Il est préférable de placer un pansement, qui sera conservé de cinq à dix jours selon l’hygiène des locaux où est placé l’animal et la facilité pour le changer.

Pour atténuer la douleur et améliorer le confort de l’animal, une talonnette est placée sur l’onglon sain(3) et des analgésiques sont administrés si besoin.

Il est nécessaire d’administrer un antibiotique à large spectre pendant au moins cinq jours, selon l’agent infectieux en cause et l’étendue des dommages. L’irrigation avec une solution iodée est répétée au besoin, jusqu’au contrôle de l’infection et à l’établissement d’un tissu de granulation sain. Le pronostic est excellent pour un retour en production, mais environ 15 % des bovins ainsi opérés conservent une déformation de l’onglon.

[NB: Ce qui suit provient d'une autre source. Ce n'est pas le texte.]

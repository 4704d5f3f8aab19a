use chrono::{NaiveDate, NaiveTime};
use school_calendar::{
    CalendarEntry, CalendarStore, ClassSession, DayOfWeek, DaySchedule, GroupDirectory, Holiday,
    JsonCalendarStore, PersistenceError, StudentGroup, VacationPeriod, export_entries_to_csv,
    import_entries_from_csv,
};
use tempfile::tempdir;

fn date(y: i32, m: u32, d: u32) -> NaiveDate {
    NaiveDate::from_ymd_opt(y, m, d).expect("valid date")
}

fn sample_entries() -> Vec<CalendarEntry> {
    let mut holiday = Holiday::new("Armistice", date(2024, 11, 11)).with_id("h1");
    holiday.description = Some("Remembrance, with a comma".into());
    vec![
        CalendarEntry::Holiday(holiday),
        CalendarEntry::Vacation(
            VacationPeriod::new("Noël", date(2024, 12, 21), date(2025, 1, 6)).with_id("v1"),
        ),
    ]
}

#[test]
fn missing_files_read_as_empty() {
    let dir = tempdir().expect("temp dir");
    let store = JsonCalendarStore::new(dir.path().join("data")).expect("store");
    assert!(store.get_regular_schedule().unwrap().is_empty());
    assert!(store.get_holidays().unwrap().is_empty());
    assert!(store.get_all_student_groups().unwrap().is_empty());
}

#[test]
fn schedule_and_entries_survive_reopen() {
    let dir = tempdir().expect("temp dir");
    let mut wednesday = DaySchedule::new(DayOfWeek::Wednesday);
    wednesday.classes.push(
        ClassSession::new(
            DayOfWeek::Wednesday,
            "Maths",
            "6A",
            NaiveTime::from_hms_opt(8, 0, 0).unwrap(),
            NaiveTime::from_hms_opt(9, 30, 0).unwrap(),
        )
        .with_id("c1"),
    );

    {
        let store = JsonCalendarStore::new(dir.path()).unwrap();
        store.save_regular_schedule(&[wednesday.clone()]).unwrap();
        store.save_holidays(&sample_entries()).unwrap();
        store
            .save_student_groups(&[StudentGroup::new("6A"), StudentGroup::new("5B")])
            .unwrap();
    }

    let reopened = JsonCalendarStore::new(dir.path()).unwrap();
    assert_eq!(reopened.get_regular_schedule().unwrap(), vec![wednesday]);
    assert_eq!(reopened.get_holidays().unwrap(), sample_entries());
    let groups = reopened.get_all_student_groups().unwrap();
    assert_eq!(groups.len(), 2);
    assert_eq!(groups[1].group, "5B");
    assert!(!dir.path().join("holidays.json.tmp").exists());
}

#[test]
fn stored_days_use_french_names_and_hhmm_times() {
    let dir = tempdir().expect("temp dir");
    let store = JsonCalendarStore::new(dir.path()).unwrap();
    let mut monday = DaySchedule::new(DayOfWeek::Monday);
    monday.classes.push(ClassSession::new(
        DayOfWeek::Monday,
        "Art",
        "4C",
        NaiveTime::from_hms_opt(14, 0, 0).unwrap(),
        NaiveTime::from_hms_opt(15, 0, 0).unwrap(),
    ));
    store.save_regular_schedule(&[monday]).unwrap();

    let raw = std::fs::read_to_string(dir.path().join("schedule.json")).unwrap();
    assert!(raw.contains("\"lundi\""));
    assert!(raw.contains("\"startTime\": \"14:00\""));
}

#[test]
fn legacy_untagged_records_are_partitioned_by_shape() {
    let dir = tempdir().expect("temp dir");
    std::fs::write(
        dir.path().join("holidays.json"),
        r#"[
            {"id": "h1", "name": "Pâques", "date": "2024-04-01", "type": "bankHoliday"},
            {"id": "v1", "name": "Été", "startDate": "2024-07-06", "endDate": "2024-09-01", "type": "vacation"}
        ]"#,
    )
    .unwrap();
    let store = JsonCalendarStore::new(dir.path()).unwrap();
    let entries = store.get_holidays().unwrap();
    assert!(matches!(&entries[0], CalendarEntry::Holiday(h) if h.id == "h1"));
    assert!(matches!(&entries[1], CalendarEntry::Vacation(v) if v.duration_days() == 58));
}

#[test]
fn unrecognized_record_is_an_error() {
    let dir = tempdir().expect("temp dir");
    std::fs::write(dir.path().join("holidays.json"), r#"[{"name": "Nothing"}]"#).unwrap();
    let store = JsonCalendarStore::new(dir.path()).unwrap();
    let err = store.get_holidays().unwrap_err();
    assert!(matches!(err, PersistenceError::EntryShape(_)));
}

#[test]
fn csv_export_and_import_preserve_entries() {
    let dir = tempdir().expect("temp dir");
    let path = dir.path().join("entries.csv");
    export_entries_to_csv(&sample_entries(), &path).unwrap();

    let text = std::fs::read_to_string(&path).unwrap();
    assert!(text.lines().next().unwrap().starts_with("kind,id,name"));

    let imported = import_entries_from_csv(&path).unwrap();
    assert_eq!(imported, sample_entries());
}

#[test]
fn csv_import_reports_bad_dates() {
    let dir = tempdir().expect("temp dir");
    let path = dir.path().join("bad.csv");
    std::fs::write(
        &path,
        "kind,id,name,date,start_date,end_date,type,description\nholiday,h1,Broken,2024-13-40,,,bankHoliday,\n",
    )
    .unwrap();
    assert!(import_entries_from_csv(&path).is_err());
}

#[test]
fn legacy_holiday_keeps_its_id_across_reloads() {
    let dir = tempdir().expect("temp dir");
    std::fs::write(
        dir.path().join("holidays.json"),
        r#"[{"name": "Noel", "date": "2024-12-25"}]"#,
    )
    .unwrap();
    let store = std::sync::Arc::new(JsonCalendarStore::new(dir.path()).unwrap());

    let mut manager = school_calendar::CalendarManager::with_shared_store(store.clone());
    manager.load().unwrap();
    let first_id = manager.holidays()[0].id.clone();
    assert!(!first_id.is_empty());

    let mut reopened = school_calendar::CalendarManager::with_shared_store(store);
    reopened.load().unwrap();
    assert_eq!(reopened.holidays()[0].id, first_id);
    assert!(
        reopened
            .add_or_edit(school_calendar::EntityKind::Holiday, Some(first_id.as_str()))
            .is_ok()
    );
}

  • (1) Voir l’article : - Bouisset S, Assié S. Immobilisation et sédation des bovins. Point Vét. 2000 ; 31(n° spécial “Chirurgie des ruminants”) : 637-641.

  • (2) Voir l’article : - Bouisset S, Assié S. Anesthésie des membres chez les bovins. Point Vét. 2001 ; 32(n° spécial “Chirurgie des ruminants”) : 69-72.

  • (3) Voir l’article : - Assié S, Bouisset S. Chirurgie du doit chez les bovins. Point Vét. 2001 ; 32(n° spécial “Chirurgie des ruminants”) : 73-76.